Nursing executives at Sanford Health and Essentia Health would welcome the possibility of significant expansion of local nursing programs, and said they would help by expanding clinical opportunities for nursing students.

"We've always been good partners with the schools of nursing," said Roberta Young, vice president of nursing and clinical services at Sanford in Fargo.

Sanford is preparing to help some of its nurses earn master's degrees, which would make them eligible to become nursing instructors, a "grow your own" approach, said Young, who is hoping to hire 100 new nursing graduates this spring.

"We really appreciate the partnership with all the universities," she said. "It's very collaborative. It's our pipeline."

Nicole Christensen, vice president of patient care services and chief nursing officer at Essentia Health in Fargo, said Essentia has significantly expanded its clinical training slots for nursing students, as schools have expanded.

"Over the past three or four years we've gone up quite substantially in the number of clinical hours," she said. "I think the colleges in the area have worked very hard to meet that need."

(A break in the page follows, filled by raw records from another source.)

//! Working-Calendar and Attendance Computation Engine
//!
//! This crate classifies every day of a month for an employee against an
//! organization's working calendar (weekly-off policy, holidays,
//! working-day overrides), resolves raw punch and leave facts into
//! attendance statuses, aggregates them into the percentages used for
//! payroll and compliance reporting, and tracks remaining leave balances.

#![warn(missing_docs)]

pub mod api;
pub mod calculation;
pub mod config;
pub mod error;
pub mod models;
//! Day classification logic.
//!
//! This module provides the pure classifier mapping a calendar date and a
//! [`CalendarRuleSet`] to a [`DayKind`]: holiday, weekly off, or working
//! day. No per-employee data is involved.

use chrono::{Datelike, NaiveDate};
use serde::{Deserialize, Serialize};

use crate::models::{CalendarRuleSet, OffPolicy};

/// The kind of calendar day, as determined by organizational policy.
///
/// # Example
///
/// ```
/// use attendance_engine::calculation::DayKind;
///
/// let kind = DayKind::Holiday("Republic Day".to_string());
/// assert_ne!(kind, DayKind::WorkingDay);
/// ```
#[derive(Debug, Clone, PartialEq, Eq, Serialize, Deserialize)]
#[serde(rename_all = "snake_case")]
pub enum DayKind {
    /// An organizational holiday, with its display name.
    Holiday(String),
    /// A weekly off per the weekly-off policy.
    WeeklyOff,
    /// A day requiring attendance.
    WorkingDay,
}

impl std::fmt::Display for DayKind {
    fn fmt(&self, f: &mut std::fmt::Formatter<'_>) -> std::fmt::Result {
        match self {
            DayKind::Holiday(name) => write!(f, "Holiday({})", name),
            DayKind::WeeklyOff => write!(f, "WeeklyOff"),
            DayKind::WorkingDay => write!(f, "WorkingDay"),
        }
    }
}

/// Returns the 7-day block of the month a date falls in, counted from 1.
///
/// Computed as `ceil(day_of_month / 7)`: days 1-7 are block 1, days 8-14
/// block 2, up to block 5 for days 29-31. Odd blocks are "week 1" and even
/// blocks "week 2" for the alternating weekly-off policies.
///
/// # Example
///
/// ```
/// use attendance_engine::calculation::week_of_month;
/// use chrono::NaiveDate;
///
/// assert_eq!(week_of_month(NaiveDate::from_ymd_opt(2026, 1, 7).unwrap()), 1);
/// assert_eq!(week_of_month(NaiveDate::from_ymd_opt(2026, 1, 8).unwrap()), 2);
/// assert_eq!(week_of_month(NaiveDate::from_ymd_opt(2026, 1, 31).unwrap()), 5);
/// ```
pub fn week_of_month(date: NaiveDate) -> u32 {
    date.day().div_ceil(7)
}

/// Classifies a calendar date under a rule set.
///
/// The function is total over any valid calendar date and any well-formed
/// rule set; an empty rule set classifies every day [`DayKind::WorkingDay`].
///
/// # Precedence
///
/// 1. A holiday date returns `Holiday(name)`.
/// 2. A working-day override returns `WorkingDay` regardless of weekly-off
///    policy. (A validated rule set never holds a date that is both a
///    holiday and an override.)
/// 3. The weekly-off policy for the date's weekday decides:
///    `NeverOff` is working, `BothWeeks` is off, `Week1Only` is off in odd
///    7-day blocks and `Week2Only` in even ones.
///
/// # Example
///
/// ```
/// use attendance_engine::calculation::{classify_day, DayKind};
/// use attendance_engine::models::{CalendarRuleSet, OffPolicy, WeeklyOffPolicy};
/// use chrono::NaiveDate;
///
/// let ruleset = CalendarRuleSet::new(
///     WeeklyOffPolicy {
///         sunday: OffPolicy::BothWeeks,
///         ..WeeklyOffPolicy::default()
///     },
///     vec![],
///     vec![],
/// ).unwrap();
///
/// // 2026-01-04 is a Sunday
/// let sunday = NaiveDate::from_ymd_opt(2026, 1, 4).unwrap();
/// assert_eq!(classify_day(sunday, &ruleset), DayKind::WeeklyOff);
///
/// // 2026-01-05 is a Monday
/// let monday = NaiveDate::from_ymd_opt(2026, 1, 5).unwrap();
/// assert_eq!(classify_day(monday, &ruleset), DayKind::WorkingDay);
/// ```
pub fn classify_day(date: NaiveDate, ruleset: &CalendarRuleSet) -> DayKind {
    if let Some(name) = ruleset.holiday_name(date) {
        return DayKind::Holiday(name.to_string());
    }

    if ruleset.is_working_day_override(date) {
        return DayKind::WorkingDay;
    }

    let policy = ruleset.weekly_off().for_weekday(date.weekday());
    let week = week_of_month(date);

    match policy {
        OffPolicy::NeverOff => DayKind::WorkingDay,
        OffPolicy::BothWeeks => DayKind::WeeklyOff,
        OffPolicy::Week1Only => {
            if week % 2 == 1 {
                DayKind::WeeklyOff
            } else {
                DayKind::WorkingDay
            }
        }
        OffPolicy::Week2Only => {
            if week % 2 == 0 {
                DayKind::WeeklyOff
            } else {
                DayKind::WorkingDay
            }
        }
    }
}
//! Error types for tree2h5-core.

use thiserror::Error;

/// Result type alias for core operations.
pub type Result<T> = std::result::Result<T, Error>;

/// Core error types.
#[derive(Error, Debug)]
pub enum Error {
    /// File I/O error.
    #[error("I/O error: {0}")]
    Io(#[from] std::io::Error),

    /// File-list path has no usable file name.
    #[error("invalid file-list path: {0}")]
    InvalidListPath(String),
}
//! tree2h5-io: ROOT-to-HDF5 conversion I/O for tree2h5.
//!
//! Reading side: multi-file tree chains decoded one source file at a time.
//! Writing side: fixed-shape HDF5 layouts written block-by-block at entry
//! offsets. The `pipeline` module ties both ends together.
//!

pub mod chain;
mod error;
pub mod pipeline;
pub mod root;
pub mod writer;

pub use chain::TreeChain;
pub use error::{Error, Result};
pub use pipeline::{convert_file_list, ExportSummary, ProgressEvent, TreeSummary};
pub use root::ColumnBlock;
pub use writer::{read_field_values, Hdf5TreeLayout};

NDSU nursing program highly ranked

The graduate nursing program at North Dakota State University ranked 66th in a six-way tie out of 186 schools in a new ranking by U.S. News & World Report.

NursingSchoolsAlmanac.com previously named the NDSU School of Nursing in the nation's top 30 public nursing schools and in the top four schools in the Plains states, NDSU said. The program also was designated a primary Cadet Command Nursing Center of Excellence by the Army ROTC program.